Data section Start Marker

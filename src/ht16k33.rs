//! Blocking HT16K33 driver.
//!
//! [`Ht16k33`] owns the bus handle, the local frame buffer and the cached
//! display settings. Pixel edits only touch the buffer; [`Ht16k33::show`]
//! pushes the whole frame to the chip in one write.

use embedded_hal::i2c::I2c;

use crate::buffer::DisplayBuffer;
use crate::config::Config;
use crate::error::Ht16k33Error;
use crate::registers::{self, BLINK_RATE_MASK, BRIGHTNESS_MASK, DATA_LEN, OSCILLATOR_ON};
use crate::transaction::Transaction;

/// Blocking driver for an HT16K33 16×8 LED matrix controller.
///
/// # Example
///
/// ```no_run
/// use ht16k33_driver::{Ht16k33, DEFAULT_ADDRESS};
///
/// // `i2c` is any `embedded-hal` I2C implementation
/// # let i2c = embedded_hal_mock::eh1::i2c::Mock::new(&[]);
/// let mut matrix = Ht16k33::new(i2c, DEFAULT_ADDRESS)?;
///
/// matrix.set_pixel(0, 0, true);
/// matrix.set_pixel(15, 7, true);
/// matrix.show()?;
/// # Ok::<(), ht16k33_driver::Ht16k33Error<embedded_hal::i2c::ErrorKind>>(())
/// ```
pub struct Ht16k33<I2C> {
    i2c: I2C,
    address: u8,
    buffer: DisplayBuffer,
    blink_rate: u8,
    brightness: u8,
    display_on: bool,
}

impl<I2C> Ht16k33<I2C>
where
    I2C: I2c,
{
    /// Open the device at `address` and bring it up with the default
    /// settings.
    ///
    /// Sends, in order: an all-off frame, oscillator on, blink rate 0
    /// (display on) and brightness 15.
    ///
    /// # Arguments
    /// * `i2c` — I2C peripheral (takes ownership for exclusive access)
    /// * `address` — 7-bit I2C device address (typically 0x70)
    ///
    /// # Errors
    /// [`Ht16k33Error::I2c`] if any of the start-up writes fails. The bus
    /// handle is dropped with the half-built driver.
    pub fn new(i2c: I2C, address: u8) -> Result<Self, Ht16k33Error<I2C::Error>> {
        Self::with_config(i2c, Config::default().with_address(address))
    }

    /// Open and initialise the device using `config`.
    pub fn with_config(i2c: I2C, config: Config) -> Result<Self, Ht16k33Error<I2C::Error>> {
        let mut driver = Self {
            i2c,
            address: config.address,
            buffer: DisplayBuffer::new(),
            blink_rate: 0,
            brightness: 0,
            display_on: false,
        };

        driver.show()?;
        driver.write_command(OSCILLATOR_ON)?;
        driver.set_blink_rate(config.blink_rate)?;
        driver.set_brightness(config.brightness)?;

        #[cfg(feature = "defmt")]
        defmt::debug!("ht16k33 @ {=u8:#x} initialised", driver.address);

        Ok(driver)
    }

    /// Consume the driver and hand back the bus.
    pub fn release(self) -> I2C {
        self.i2c
    }

    /// Device address in use.
    pub fn address(&self) -> u8 {
        self.address
    }

    // -----------------------------------------------------------------------
    // Display settings
    // -----------------------------------------------------------------------

    /// Set the blink rate (0 = steady, 1 = 2 Hz, 2 = 1 Hz, 3 = 0.5 Hz).
    ///
    /// Only the low 2 bits of `rate` are used. This also switches the
    /// display on.
    ///
    /// # Errors
    /// [`Ht16k33Error::I2c`] on communication failure; the cached rate is
    /// left unchanged.
    pub fn set_blink_rate(&mut self, rate: u8) -> Result<(), Ht16k33Error<I2C::Error>> {
        let rate = rate & BLINK_RATE_MASK;
        self.write_command(registers::display_setup(rate, true))?;
        self.blink_rate = rate;
        self.display_on = true;

        #[cfg(feature = "defmt")]
        defmt::debug!("ht16k33 blink rate {=u8}", rate);

        Ok(())
    }

    /// Last blink rate written. No bus access.
    pub fn blink_rate(&self) -> u8 {
        self.blink_rate
    }

    /// Set the brightness (0–15). Only the low 4 bits of `level` are used.
    ///
    /// # Errors
    /// [`Ht16k33Error::I2c`] on communication failure; the cached level is
    /// left unchanged.
    pub fn set_brightness(&mut self, level: u8) -> Result<(), Ht16k33Error<I2C::Error>> {
        let level = level & BRIGHTNESS_MASK;
        self.write_command(registers::dimming(level))?;
        self.brightness = level;

        #[cfg(feature = "defmt")]
        defmt::debug!("ht16k33 brightness {=u8}", level);

        Ok(())
    }

    /// Last brightness written. No bus access.
    pub fn brightness(&self) -> u8 {
        self.brightness
    }

    /// Blank or unblank the display without touching display RAM.
    ///
    /// The cached blink rate is preserved.
    pub fn set_display_on(&mut self, on: bool) -> Result<(), Ht16k33Error<I2C::Error>> {
        self.write_command(registers::display_setup(self.blink_rate, on))?;
        self.display_on = on;
        Ok(())
    }

    /// Whether the display was last switched on. No bus access.
    pub fn is_display_on(&self) -> bool {
        self.display_on
    }

    // -----------------------------------------------------------------------
    // Frame buffer
    // -----------------------------------------------------------------------

    /// Send the whole frame buffer (register address + 16 data bytes) in a
    /// single write.
    pub fn show(&mut self) -> Result<(), Ht16k33Error<I2C::Error>> {
        Transaction::open(&mut self.i2c, self.address).write(self.buffer.frame())
    }

    /// Set every LED in the buffer on or off. Local only.
    pub fn fill(&mut self, on: bool) {
        self.buffer.fill(on);
    }

    /// Turn every LED in the buffer off. Local only.
    pub fn clear(&mut self) {
        self.buffer.fill(false);
    }

    /// Turn the LED at column `x` (0–15), row `y` (0–7) on or off.
    /// Out-of-range coordinates wrap. Local only.
    pub fn set_pixel(&mut self, x: u8, y: u8, on: bool) {
        self.buffer.set_pixel(x, y, on);
    }

    /// Whether the LED at (`x`, `y`) is on in the buffer.
    pub fn pixel(&self, x: u8, y: u8) -> bool {
        self.buffer.pixel(x, y)
    }

    /// Overwrite display RAM byte `index` (0–15) in the buffer.
    pub fn set_buffer(&mut self, index: usize, value: u8) {
        self.buffer.set_byte(index, value);
    }

    /// Display RAM byte `index` (0–15) from the buffer.
    pub fn buffer_byte(&self, index: usize) -> u8 {
        self.buffer.byte(index)
    }

    /// The 16 bytes of display RAM as they will be sent.
    pub fn data(&self) -> &[u8; DATA_LEN] {
        self.buffer.data()
    }

    pub fn buffer(&self) -> &DisplayBuffer {
        &self.buffer
    }

    /// Mutable access to the frame buffer, e.g. for `embedded-graphics`.
    pub fn buffer_mut(&mut self) -> &mut DisplayBuffer {
        &mut self.buffer
    }

    fn write_command(&mut self, command: u8) -> Result<(), Ht16k33Error<I2C::Error>> {
        Transaction::open(&mut self.i2c, self.address).write(&[command])
    }
}

#[cfg(test)]
mod tests {
    use super::*;
    use embedded_hal::i2c::ErrorKind;
    use embedded_hal_mock::eh1::i2c::{Mock as I2cMock, Transaction as I2cTransaction};

    const ADDRESS: u8 = 0x70;

    fn startup(address: u8) -> Vec<I2cTransaction> {
        vec![
            I2cTransaction::write(address, vec![0u8; 17]),
            I2cTransaction::write(address, vec![0x21]),
            I2cTransaction::write(address, vec![0x81]),
            I2cTransaction::write(address, vec![0xEF]),
        ]
    }

    fn driver_with(extra: &[I2cTransaction]) -> (Ht16k33<I2cMock>, I2cMock) {
        let mut expectations = startup(ADDRESS);
        expectations.extend_from_slice(extra);
        let i2c = I2cMock::new(&expectations);
        let driver = Ht16k33::new(i2c.clone(), ADDRESS).unwrap();
        (driver, i2c)
    }

    // -- Construction -------------------------------------------------------

    #[test]
    fn new_sends_startup_sequence() {
        let (driver, mut i2c) = driver_with(&[]);

        assert_eq!(driver.address(), ADDRESS);
        assert_eq!(driver.blink_rate(), 0);
        assert_eq!(driver.brightness(), 15);
        assert!(driver.is_display_on());
        assert_eq!(driver.data(), &[0u8; 16]);

        i2c.done();
    }

    #[test]
    fn with_config_applies_settings() {
        let expectations = [
            I2cTransaction::write(0x73, vec![0u8; 17]),
            I2cTransaction::write(0x73, vec![0x21]),
            I2cTransaction::write(0x73, vec![0x85]),
            I2cTransaction::write(0x73, vec![0xE3]),
        ];
        let mut i2c = I2cMock::new(&expectations);
        let config = Config::default()
            .with_address(0x73)
            .with_blink_rate(2)
            .with_brightness(3);

        let driver = Ht16k33::with_config(i2c.clone(), config).unwrap();
        assert_eq!(driver.blink_rate(), 2);
        assert_eq!(driver.brightness(), 3);

        i2c.done();
    }

    #[test]
    fn new_propagates_bus_error() {
        let expectations =
            [I2cTransaction::write(ADDRESS, vec![0u8; 17]).with_error(ErrorKind::NoAcknowledge(
                embedded_hal::i2c::NoAcknowledgeSource::Address,
            ))];
        let mut i2c = I2cMock::new(&expectations);

        let result = Ht16k33::new(i2c.clone(), ADDRESS);
        assert!(matches!(result, Err(Ht16k33Error::I2c(ErrorKind::NoAcknowledge(_)))));

        i2c.done();
    }

    #[test]
    fn new_stops_at_first_failed_command() {
        let expectations = [
            I2cTransaction::write(ADDRESS, vec![0u8; 17]),
            I2cTransaction::write(ADDRESS, vec![0x21]).with_error(ErrorKind::Other),
        ];
        let mut i2c = I2cMock::new(&expectations);

        let result = Ht16k33::new(i2c.clone(), ADDRESS);
        assert!(matches!(result, Err(Ht16k33Error::I2c(ErrorKind::Other))));

        i2c.done();
    }

    // -- Display settings ---------------------------------------------------

    #[test]
    fn blink_rate_round_trips_in_range() {
        let (mut driver, mut i2c) = driver_with(&[
            I2cTransaction::write(ADDRESS, vec![0x81]),
            I2cTransaction::write(ADDRESS, vec![0x83]),
            I2cTransaction::write(ADDRESS, vec![0x85]),
            I2cTransaction::write(ADDRESS, vec![0x87]),
        ]);

        for rate in 0..=3 {
            driver.set_blink_rate(rate).unwrap();
            assert_eq!(driver.blink_rate(), rate);
        }

        i2c.done();
    }

    #[test]
    fn blink_rate_masks_to_two_bits() {
        let (mut driver, mut i2c) = driver_with(&[
            I2cTransaction::write(ADDRESS, vec![0x83]),
            I2cTransaction::write(ADDRESS, vec![0x87]),
        ]);

        driver.set_blink_rate(5).unwrap();
        assert_eq!(driver.blink_rate(), 5 & 0x3);
        driver.set_blink_rate(0xFF).unwrap();
        assert_eq!(driver.blink_rate(), 3);

        i2c.done();
    }

    #[test]
    fn brightness_round_trips_in_range() {
        let extra: Vec<_> = (0..=15u8)
            .map(|level| I2cTransaction::write(ADDRESS, vec![0xE0 | level]))
            .collect();
        let (mut driver, mut i2c) = driver_with(&extra);

        for level in 0..=15 {
            driver.set_brightness(level).unwrap();
            assert_eq!(driver.brightness(), level);
        }

        i2c.done();
    }

    #[test]
    fn brightness_masks_to_four_bits() {
        let (mut driver, mut i2c) = driver_with(&[I2cTransaction::write(ADDRESS, vec![0xE4])]);

        driver.set_brightness(20).unwrap();
        assert_eq!(driver.brightness(), 20 & 0xF);

        i2c.done();
    }

    #[test]
    fn failed_brightness_keeps_cached_value() {
        let (mut driver, mut i2c) =
            driver_with(&[I2cTransaction::write(ADDRESS, vec![0xE7]).with_error(ErrorKind::Bus)]);

        assert_eq!(driver.set_brightness(7), Err(Ht16k33Error::I2c(ErrorKind::Bus)));
        assert_eq!(driver.brightness(), 15);

        i2c.done();
    }

    #[test]
    fn display_off_keeps_blink_rate() {
        let (mut driver, mut i2c) = driver_with(&[
            I2cTransaction::write(ADDRESS, vec![0x85]),
            I2cTransaction::write(ADDRESS, vec![0x84]),
            I2cTransaction::write(ADDRESS, vec![0x85]),
        ]);

        driver.set_blink_rate(2).unwrap();
        driver.set_display_on(false).unwrap();
        assert!(!driver.is_display_on());
        assert_eq!(driver.blink_rate(), 2);

        driver.set_display_on(true).unwrap();
        assert!(driver.is_display_on());

        i2c.done();
    }

    // -- Frame buffer -------------------------------------------------------

    #[test]
    fn pixel_edits_are_local_until_show() {
        let mut frame = vec![0u8; 17];
        frame[1] = 0b0000_0001; // (0, 0)
        frame[16] = 0b1000_0000; // (15, 7)
        let (mut driver, mut i2c) = driver_with(&[I2cTransaction::write(ADDRESS, frame)]);

        driver.set_pixel(0, 0, true);
        driver.set_pixel(15, 7, true);
        driver.set_pixel(4, 4, true);
        driver.set_pixel(4, 4, false);
        assert!(driver.pixel(0, 0));
        assert!(driver.pixel(15, 7));
        assert!(!driver.pixel(4, 4));

        driver.show().unwrap();

        i2c.done();
    }

    #[test]
    fn show_sends_seventeen_bytes_with_zero_address() {
        let mut frame = vec![0xFFu8; 17];
        frame[0] = 0x00;
        let (mut driver, mut i2c) = driver_with(&[I2cTransaction::write(ADDRESS, frame)]);

        driver.fill(true);
        driver.show().unwrap();

        i2c.done();
    }

    #[test]
    fn clear_and_raw_bytes() {
        let mut frame = vec![0u8; 17];
        frame[3] = 0x3C;
        let (mut driver, mut i2c) = driver_with(&[I2cTransaction::write(ADDRESS, frame)]);

        driver.fill(true);
        driver.clear();
        driver.set_buffer(2, 0x3C);
        assert_eq!(driver.buffer_byte(2), 0x3C);
        // Data byte 2 is row 1, columns 2–5.
        assert!(driver.pixel(2, 1));
        assert!(driver.pixel(5, 1));
        assert!(!driver.pixel(6, 1));

        driver.show().unwrap();

        i2c.done();
    }

    #[test]
    fn release_returns_bus() {
        let (driver, _) = driver_with(&[]);
        let mut i2c = driver.release();
        i2c.done();
    }
}
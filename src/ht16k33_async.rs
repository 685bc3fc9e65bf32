//! Async HT16K33 driver for Embassy firmware.
//!
//! [`Ht16k33Async`] mirrors [`Ht16k33`](crate::Ht16k33) operation for
//! operation. Only bus writes await; buffer edits and setting queries stay
//! synchronous.

use embedded_hal_async::i2c::I2c;

use crate::buffer::DisplayBuffer;
use crate::config::Config;
use crate::error::Ht16k33Error;
use crate::registers::{self, BLINK_RATE_MASK, BRIGHTNESS_MASK, DATA_LEN, OSCILLATOR_ON};
use crate::transaction::AsyncTransaction;

/// Async driver for an HT16K33 16×8 LED matrix controller.
///
/// Takes any `embedded-hal-async` I2C implementation, including the
/// `embassy-embedded-hal` shared-bus `I2cDevice` when the bus also serves
/// other peripherals.
///
/// # Example
///
/// ```no_run
/// use ht16k33_driver::{Ht16k33Async, DEFAULT_ADDRESS};
///
/// # async fn example(i2c: impl embedded_hal_async::i2c::I2c) {
/// let mut matrix = Ht16k33Async::new(i2c, DEFAULT_ADDRESS).await.unwrap();
///
/// matrix.fill(true);
/// matrix.show().await.unwrap();
/// matrix.set_blink_rate(1).await.unwrap();
/// # }
/// ```
pub struct Ht16k33Async<I2C> {
    i2c: I2C,
    address: u8,
    buffer: DisplayBuffer,
    blink_rate: u8,
    brightness: u8,
    display_on: bool,
}

impl<I2C> Ht16k33Async<I2C>
where
    I2C: I2c,
{
    /// Open the device at `address` and bring it up with the default
    /// settings: all-off frame, oscillator on, blink rate 0, brightness 15.
    ///
    /// # Arguments
    /// * `i2c` — I2C peripheral (takes ownership for exclusive access)
    /// * `address` — 7-bit I2C device address (typically 0x70)
    ///
    /// # Errors
    /// [`Ht16k33Error::I2c`] if any of the start-up writes fails.
    pub async fn new(i2c: I2C, address: u8) -> Result<Self, Ht16k33Error<I2C::Error>> {
        Self::with_config(i2c, Config::default().with_address(address)).await
    }

    /// Open and initialise the device using `config`.
    pub async fn with_config(i2c: I2C, config: Config) -> Result<Self, Ht16k33Error<I2C::Error>> {
        let mut driver = Self {
            i2c,
            address: config.address,
            buffer: DisplayBuffer::new(),
            blink_rate: 0,
            brightness: 0,
            display_on: false,
        };

        driver.show().await?;
        driver.write_command(OSCILLATOR_ON).await?;
        driver.set_blink_rate(config.blink_rate).await?;
        driver.set_brightness(config.brightness).await?;

        #[cfg(feature = "defmt")]
        defmt::debug!("ht16k33 @ {=u8:#x} initialised", driver.address);

        Ok(driver)
    }

    /// Consume the driver and hand back the bus.
    pub fn release(self) -> I2C {
        self.i2c
    }

    pub fn address(&self) -> u8 {
        self.address
    }

    // -----------------------------------------------------------------------
    // Display settings
    // -----------------------------------------------------------------------

    /// Set the blink rate (0–3, masked). Also switches the display on.
    ///
    /// The cached rate only changes once the command has been written.
    pub async fn set_blink_rate(&mut self, rate: u8) -> Result<(), Ht16k33Error<I2C::Error>> {
        let rate = rate & BLINK_RATE_MASK;
        self.write_command(registers::display_setup(rate, true)).await?;
        self.blink_rate = rate;
        self.display_on = true;

        #[cfg(feature = "defmt")]
        defmt::debug!("ht16k33 blink rate {=u8}", rate);

        Ok(())
    }

    /// Last blink rate written. No bus access.
    pub fn blink_rate(&self) -> u8 {
        self.blink_rate
    }

    /// Set the brightness (0–15, masked).
    pub async fn set_brightness(&mut self, level: u8) -> Result<(), Ht16k33Error<I2C::Error>> {
        let level = level & BRIGHTNESS_MASK;
        self.write_command(registers::dimming(level)).await?;
        self.brightness = level;

        #[cfg(feature = "defmt")]
        defmt::debug!("ht16k33 brightness {=u8}", level);

        Ok(())
    }

    /// Last brightness written. No bus access.
    pub fn brightness(&self) -> u8 {
        self.brightness
    }

    /// Blank or unblank the display, keeping the cached blink rate.
    pub async fn set_display_on(&mut self, on: bool) -> Result<(), Ht16k33Error<I2C::Error>> {
        self.write_command(registers::display_setup(self.blink_rate, on)).await?;
        self.display_on = on;
        Ok(())
    }

    pub fn is_display_on(&self) -> bool {
        self.display_on
    }

    // -----------------------------------------------------------------------
    // Frame buffer
    // -----------------------------------------------------------------------

    /// Send the whole frame buffer in a single write.
    ///
    /// At 100 kHz the 17-byte frame takes roughly 2 ms on the wire.
    pub async fn show(&mut self) -> Result<(), Ht16k33Error<I2C::Error>> {
        AsyncTransaction::open(&mut self.i2c, self.address)
            .write(self.buffer.frame())
            .await
    }

    pub fn fill(&mut self, on: bool) {
        self.buffer.fill(on);
    }

    pub fn clear(&mut self) {
        self.buffer.fill(false);
    }

    /// Turn the LED at column `x` (0–15), row `y` (0–7) on or off.
    /// Out-of-range coordinates wrap. Local only.
    pub fn set_pixel(&mut self, x: u8, y: u8, on: bool) {
        self.buffer.set_pixel(x, y, on);
    }

    pub fn pixel(&self, x: u8, y: u8) -> bool {
        self.buffer.pixel(x, y)
    }

    /// Overwrite display RAM byte `index` (0–15) in the buffer.
    pub fn set_buffer(&mut self, index: usize, value: u8) {
        self.buffer.set_byte(index, value);
    }

    pub fn buffer_byte(&self, index: usize) -> u8 {
        self.buffer.byte(index)
    }

    pub fn data(&self) -> &[u8; DATA_LEN] {
        self.buffer.data()
    }

    pub fn buffer(&self) -> &DisplayBuffer {
        &self.buffer
    }

    pub fn buffer_mut(&mut self) -> &mut DisplayBuffer {
        &mut self.buffer
    }

    async fn write_command(&mut self, command: u8) -> Result<(), Ht16k33Error<I2C::Error>> {
        AsyncTransaction::open(&mut self.i2c, self.address)
            .write(&[command])
            .await
    }
}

Data section End Marker

Instructions for the task:
Copy out the lines of the records above in which the string "handle" appears.

Written answer:
//! [`Ht16k33`] owns the bus handle, the local frame buffer and the cached
    /// handle is dropped with the half-built driver.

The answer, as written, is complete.